Saturday, May 26, 2012

Firings

Cartoon Brew put up one of the companion pieces to this yesterday ...



But here John L. talks about his digital "Eureka" moment at Disney thirty years ago. And says (right at the end): "Then I got fired."

Funny thing about firings ...

In the early eighties, Disney Feature Animation was going through turbulent times. Don Bluth had exited with half the feature animation staff. Tom Wilhite, head of the publicity department, had been installed by Ron Miller as head of productions and he was shaking things up, working to get new ideas and talent going in both live action and animation.

On the cartoon side, Wilhite encouraged the younger animation staffers -- many from Cal Arts -- to try new things. (This got resentful push-back from animation department old-timers. Who would have thought?) On the live-action side, Mr. Wilhite greenlit break-the-mold properties like Something Wicked This Way Comes and Tron.

I remember everybody in the younger ranks was kind of jazzed and excited. But time passed.
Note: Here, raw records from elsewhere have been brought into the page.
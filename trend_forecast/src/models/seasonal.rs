//! Additive trend + seasonality decomposition model
//!
//! The series is modelled as
//!
//! ```text
//! y(t) = m + k·t + Σ δⱼ·(t − cⱼ)₊ + Σ seasonal Fourier terms + noise
//! ```
//!
//! where `cⱼ` are changepoints spread over the early part of the history.
//! The slope deltas `δⱼ` carry a Gaussian prior whose scale is the
//! changepoint prior scale, so the maximum a posteriori fit is a ridge
//! regression. Small prior scales give a stiff trend; large ones let the
//! trend bend at every changepoint.

use crate::config::SeasonalConfig;
use crate::data::{days_between, TimeSeries};
use crate::error::{ForecastError, Result};
use crate::models::{validate_input, FitResult, ForecastModel, ModelMetrics};
use crate::utils::future_timestamps;
use chrono::{DateTime, Utc};
use log::debug;
use statrs::distribution::{ContinuousCDF, Normal};
use std::f64::consts::PI;
use trend_math::metrics::fit_accuracy;
use trend_math::regression::{apply_coefficients, ridge_least_squares, LinearRegression};

const WEEKLY_PERIOD_DAYS: f64 = 7.0;
const YEARLY_PERIOD_DAYS: f64 = 365.25;
const DAILY_PERIOD_DAYS: f64 = 1.0;
const DAILY_FOURIER_ORDER: usize = 4;
/// Lower bound on the noise variance of the scaled series
const MIN_NOISE_VARIANCE: f64 = 1e-4;

/// Fourier-encoded periodic component
#[derive(Debug, Clone, Copy, PartialEq)]
struct SeasonalComponent {
    period_days: f64,
    order: usize,
}

/// Everything needed to evaluate the fitted curve at arbitrary times
#[derive(Debug, Clone)]
struct FittedCurve {
    first: DateTime<Utc>,
    span_days: f64,
    scale: f64,
    changepoints: Vec<f64>,
    components: Vec<SeasonalComponent>,
    coefficients: Vec<f64>,
}

impl FittedCurve {
    fn design_row(&self, timestamp: DateTime<Utc>) -> Vec<f64> {
        let t = days_between(self.first, timestamp) / self.span_days;
        let mut row = Vec::with_capacity(2 + self.changepoints.len());
        row.push(1.0);
        row.push(t);
        row.extend(self.changepoints.iter().map(|c| (t - c).max(0.0)));

        let epoch_days = timestamp.timestamp() as f64 / 86_400.0;
        for component in &self.components {
            for k in 1..=component.order {
                let angle = 2.0 * PI * k as f64 * epoch_days / component.period_days;
                row.push(angle.sin());
                row.push(angle.cos());
            }
        }
        row
    }

    fn evaluate(&self, timestamps: &[DateTime<Utc>]) -> Vec<f64> {
        let design: Vec<Vec<f64>> = timestamps.iter().map(|t| self.design_row(*t)).collect();
        apply_coefficients(&design, &self.coefficients)
            .into_iter()
            .map(|v| v * self.scale)
            .collect()
    }
}

/// Seasonal decomposition forecaster with uncertainty bounds
#[derive(Debug, Clone)]
pub struct SeasonalDecompositionModel {
    /// Name of the model
    name: String,
    config: SeasonalConfig,
}

impl Default for SeasonalDecompositionModel {
    fn default() -> Self {
        Self {
            name: "seasonal".to_string(),
            config: SeasonalConfig::default(),
        }
    }
}

impl SeasonalDecompositionModel {
    /// Create a new model from its settings
    pub fn new(config: SeasonalConfig) -> Result<Self> {
        if !(config.changepoint_prior_scale > 0.0) {
            return Err(ForecastError::InvalidParameter(
                "Changepoint prior scale must be positive".to_string(),
            ));
        }
        if !(config.seasonality_prior_scale > 0.0) {
            return Err(ForecastError::InvalidParameter(
                "Seasonality prior scale must be positive".to_string(),
            ));
        }
        if !(config.interval_width > 0.0 && config.interval_width < 1.0) {
            return Err(ForecastError::InvalidParameter(
                "Interval width must be between 0 and 1".to_string(),
            ));
        }
        if !(config.changepoint_range > 0.0 && config.changepoint_range <= 1.0) {
            return Err(ForecastError::InvalidParameter(
                "Changepoint range must be in (0, 1]".to_string(),
            ));
        }

        Ok(Self {
            config,
            ..Self::default()
        })
    }

    pub fn config(&self) -> &SeasonalConfig {
        &self.config
    }

    /// Changepoint locations on the scaled [0, 1] time axis
    fn changepoints(&self, scaled_times: &[f64]) -> Vec<f64> {
        let history = (scaled_times.len() as f64 * self.config.changepoint_range).floor() as usize;
        let count = self.config.n_changepoints.min(history.saturating_sub(1));
        if count == 0 {
            return Vec::new();
        }

        (1..=count)
            .map(|i| {
                let idx = (i as f64 * (history - 1) as f64 / count as f64).round() as usize;
                scaled_times[idx]
            })
            .collect()
    }

    /// Seasonal components enabled and identifiable over the history.
    ///
    /// A component is only fitted once the history covers a full period.
    fn components(&self, span_days: f64) -> Vec<SeasonalComponent> {
        let candidates = [
            (
                self.config.yearly_seasonality,
                YEARLY_PERIOD_DAYS,
                self.config.yearly_fourier_order,
            ),
            (
                self.config.weekly_seasonality,
                WEEKLY_PERIOD_DAYS,
                self.config.weekly_fourier_order,
            ),
            (
                self.config.daily_seasonality,
                DAILY_PERIOD_DAYS,
                DAILY_FOURIER_ORDER,
            ),
        ];

        candidates
            .iter()
            .filter(|(enabled, period, order)| *enabled && *order > 0 && span_days >= *period)
            .map(|&(_, period_days, order)| SeasonalComponent { period_days, order })
            .collect()
    }

    /// Two-sided standard normal quantile for the interval width
    fn interval_z(&self) -> Result<f64> {
        let normal = Normal::new(0.0, 1.0).map_err(|e| ForecastError::fit(&self.name, e))?;
        Ok(normal.inverse_cdf(0.5 + self.config.interval_width / 2.0))
    }

    fn fit(&self, series: &TimeSeries) -> Result<FittedCurve> {
        let values = series.values();
        let timestamps = series.timestamps();
        let first = timestamps[0];
        let elapsed = series.elapsed_days();
        let span_days = elapsed[elapsed.len() - 1];

        let scale = values.iter().fold(0.0_f64, |acc, v| acc.max(v.abs()));
        let scale = if scale > 0.0 { scale } else { 1.0 };
        let scaled: Vec<f64> = values.iter().map(|v| v / scale).collect();
        let scaled_times: Vec<f64> = elapsed.iter().map(|d| d / span_days).collect();

        // Noise level from a plain linear trend sets the prior strength
        let baseline = LinearRegression::fit(&scaled_times, &scaled)
            .map_err(|e| ForecastError::fit(&self.name, e))?;
        let noise_variance =
            trend_math::variance(&baseline.residuals(&scaled_times, &scaled)).max(MIN_NOISE_VARIANCE);

        let mut curve = FittedCurve {
            first,
            span_days,
            scale,
            changepoints: self.changepoints(&scaled_times),
            components: self.components(span_days),
            coefficients: Vec::new(),
        };

        let design: Vec<Vec<f64>> = timestamps.iter().map(|t| curve.design_row(*t)).collect();
        let delta_penalty = noise_variance / self.config.changepoint_prior_scale.powi(2);
        let seasonal_penalty = noise_variance / self.config.seasonality_prior_scale.powi(2);
        let seasonal_columns: usize = curve.components.iter().map(|c| 2 * c.order).sum();

        let mut penalties = vec![0.0, 0.0];
        penalties.extend(std::iter::repeat(delta_penalty).take(curve.changepoints.len()));
        penalties.extend(std::iter::repeat(seasonal_penalty).take(seasonal_columns));

        curve.coefficients = ridge_least_squares(&design, &scaled, &penalties)
            .map_err(|e| ForecastError::fit(&self.name, e))?;

        debug!(
            "{}: {} changepoints, {} seasonal columns, noise variance {:.6}",
            self.name,
            curve.changepoints.len(),
            seasonal_columns,
            noise_variance
        );
        Ok(curve)
    }
}

impl ForecastModel for SeasonalDecompositionModel {
    fn name(&self) -> &str {
        &self.name
    }

    fn fit_and_forecast(&self, series: &TimeSeries, horizon: usize) -> Result<FitResult> {
        validate_input(&self.name, series, horizon, 2)?;

        let curve = self.fit(series)?;
        let fitted = curve.evaluate(series.timestamps());
        let actual = series.values();
        let metrics = ModelMetrics::from(fit_accuracy(actual, &fitted)?);

        let last_timestamp = series
            .last_timestamp()
            .ok_or_else(|| ForecastError::DataError("Empty time series data".to_string()))?;
        let timestamps = future_timestamps(last_timestamp, horizon);
        let values = curve.evaluate(&timestamps);

        // Spread widens with distance from the training range
        let z = self.interval_z()?;
        let n = series.len() as f64;
        let (lower, upper): (Vec<f64>, Vec<f64>) = values
            .iter()
            .enumerate()
            .map(|(k, v)| {
                let margin = z * metrics.rmse * (1.0 + (k + 1) as f64 / n).sqrt();
                (v - margin, v + margin)
            })
            .unzip();

        FitResult::new(&self.name, timestamps, values, metrics)?.with_bounds(lower, upper)
    }
}
//! Least squares fitting
//!
//! Contains:
//! - Simple linear regression on paired samples
//! - Penalized (ridge) least squares on an arbitrary design matrix
//! - A dense linear system solver used by both

use crate::{MathError, Result};

const PIVOT_EPSILON: f64 = 1e-12;

/// Ordinary least squares fit of `y = intercept + slope * x`
#[derive(Debug, Clone, Copy, PartialEq)]
pub struct LinearRegression {
    slope: f64,
    intercept: f64,
}

impl LinearRegression {
    /// Fit the regression line to paired samples
    pub fn fit(x: &[f64], y: &[f64]) -> Result<Self> {
        if x.len() != y.len() {
            return Err(MathError::InvalidInput(format!(
                "x length ({}) doesn't match y length ({})",
                x.len(),
                y.len()
            )));
        }
        if x.len() < 2 {
            return Err(MathError::InsufficientData(
                "Need at least 2 points for linear regression".to_string(),
            ));
        }

        let x_mean = crate::mean(x);
        let y_mean = crate::mean(y);

        let mut numerator = 0.0;
        let mut denominator = 0.0;
        for (&xi, &yi) in x.iter().zip(y) {
            numerator += (xi - x_mean) * (yi - y_mean);
            denominator += (xi - x_mean) * (xi - x_mean);
        }

        if denominator.abs() < 1e-10 {
            return Err(MathError::CalculationError(
                "Cannot calculate slope: x values are too similar".to_string(),
            ));
        }

        let slope = numerator / denominator;
        Ok(Self {
            slope,
            intercept: y_mean - slope * x_mean,
        })
    }

    pub fn slope(&self) -> f64 {
        self.slope
    }

    pub fn intercept(&self) -> f64 {
        self.intercept
    }

    /// Evaluate the fitted line at `x`
    pub fn predict(&self, x: f64) -> f64 {
        self.intercept + self.slope * x
    }

    /// Residuals `y - ŷ` for the given samples
    pub fn residuals(&self, x: &[f64], y: &[f64]) -> Vec<f64> {
        x.iter()
            .zip(y)
            .map(|(&xi, &yi)| yi - self.predict(xi))
            .collect()
    }
}

/// Solve `A x = b` by Gaussian elimination with partial pivoting.
///
/// `a` is row-major and consumed.
pub fn solve_linear_system(mut a: Vec<Vec<f64>>, mut b: Vec<f64>) -> Result<Vec<f64>> {
    let n = b.len();
    if a.len() != n || a.iter().any(|row| row.len() != n) {
        return Err(MathError::InvalidInput(format!(
            "System matrix must be {n}x{n}"
        )));
    }

    for col in 0..n {
        let pivot_row = (col..n)
            .max_by(|&i, &j| a[i][col].abs().total_cmp(&a[j][col].abs()))
            .unwrap_or(col);
        if !a[pivot_row][col].is_finite() || a[pivot_row][col].abs() < PIVOT_EPSILON {
            return Err(MathError::CalculationError(format!(
                "Singular system: no usable pivot in column {col}"
            )));
        }
        a.swap(col, pivot_row);
        b.swap(col, pivot_row);

        for row in (col + 1)..n {
            let factor = a[row][col] / a[col][col];
            if factor == 0.0 {
                continue;
            }
            for k in col..n {
                a[row][k] -= factor * a[col][k];
            }
            b[row] -= factor * b[col];
        }
    }

    let mut x = vec![0.0; n];
    for row in (0..n).rev() {
        let tail: f64 = ((row + 1)..n).map(|k| a[row][k] * x[k]).sum();
        x[row] = (b[row] - tail) / a[row][row];
    }

    if x.iter().any(|v| !v.is_finite()) {
        return Err(MathError::CalculationError(
            "Solution contains non-finite values".to_string(),
        ));
    }
    Ok(x)
}

/// Penalized least squares: minimizes `|y - Xβ|² + Σ penalties[j] β[j]²`.
///
/// `design` holds one row per observation. A zero penalty leaves the
/// matching coefficient unregularized.
pub fn ridge_least_squares(design: &[Vec<f64>], y: &[f64], penalties: &[f64]) -> Result<Vec<f64>> {
    if design.len() != y.len() {
        return Err(MathError::InvalidInput(format!(
            "Design rows ({}) don't match observations ({})",
            design.len(),
            y.len()
        )));
    }
    let k = penalties.len();
    if design.iter().any(|row| row.len() != k) {
        return Err(MathError::InvalidInput(format!(
            "Every design row must have {k} columns"
        )));
    }
    if penalties.iter().any(|p| *p < 0.0 || !p.is_finite()) {
        return Err(MathError::InvalidInput(
            "Penalties must be finite and non-negative".to_string(),
        ));
    }

    let mut gram = vec![vec![0.0; k]; k];
    let mut rhs = vec![0.0; k];
    for (row, &target) in design.iter().zip(y) {
        for i in 0..k {
            if row[i] == 0.0 {
                continue;
            }
            rhs[i] += row[i] * target;
            for j in i..k {
                gram[i][j] += row[i] * row[j];
            }
        }
    }
    for i in 0..k {
        gram[i][i] += penalties[i];
        for j in 0..i {
            gram[i][j] = gram[j][i];
        }
    }

    solve_linear_system(gram, rhs)
}

/// Evaluate `Xβ` for each design row
pub fn apply_coefficients(design: &[Vec<f64>], coefficients: &[f64]) -> Vec<f64> {
    design
        .iter()
        .map(|row| row.iter().zip(coefficients).map(|(x, b)| x * b).sum())
        .collect()
}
The animation old-timers gained the upper hand with the next animated project, The Black Cauldron, and Something Wicked was having production problems.

And Tron?

The computer picture came out the same weekend as Mr. Spielberg's E.T., and suffered a box office defeat. The visuals were dazzling but the story and characters were a bit on the skim milk side, and it didn't do the kind of business Walt Disney Productions was hoping for. So Tom Wilhite's stock and company-wide influence fell, and the animation department got rid of John Lasseter.

Mr. Lasseter's separation from Disney was the first of several terminations, for a little bit later, Tom W. was pushed overboard to make way for a production head from M-G-M. But the M-G-M guy only lasted nine months, because in the interim Disney Chairman Ron Miller got axed in favor of Michael Eisner, who brought in Jeffrey Katzenberg.

Are we clear on all the departures and arrivals? Fine. Because there's a few more.

Eisner lasted twenty-odd years, then he was decapitated -- metaphorically speaking -- by Roy Disney, who himself was pushed out by both Eisner and Ron Miller in previous palace coups. This left the way clear for Robert Iger, Eisner's second-in-command, to ascend to the throne. And Iger, of course, brought back the earlier-fired John Lasseter to run animation.

Which only goes to show that hirings and firings are temporary; all part of the great, eternal Circle of Corporate Comings and Goings. If you're fired today, you can always come back in 2022.

2 comments:

Floyd Norman said...

I was watching this whole chain of events from the sidelines having had my butt kicked out of Disney years earlier. Keep in mind that clueless morons occupied animation management at Disney... so what would you expect anyway?

The good news remains, getting fired was probably the best thing that ever happened to John Lasseter.

Diablo said...

Bad management can happen to good companies....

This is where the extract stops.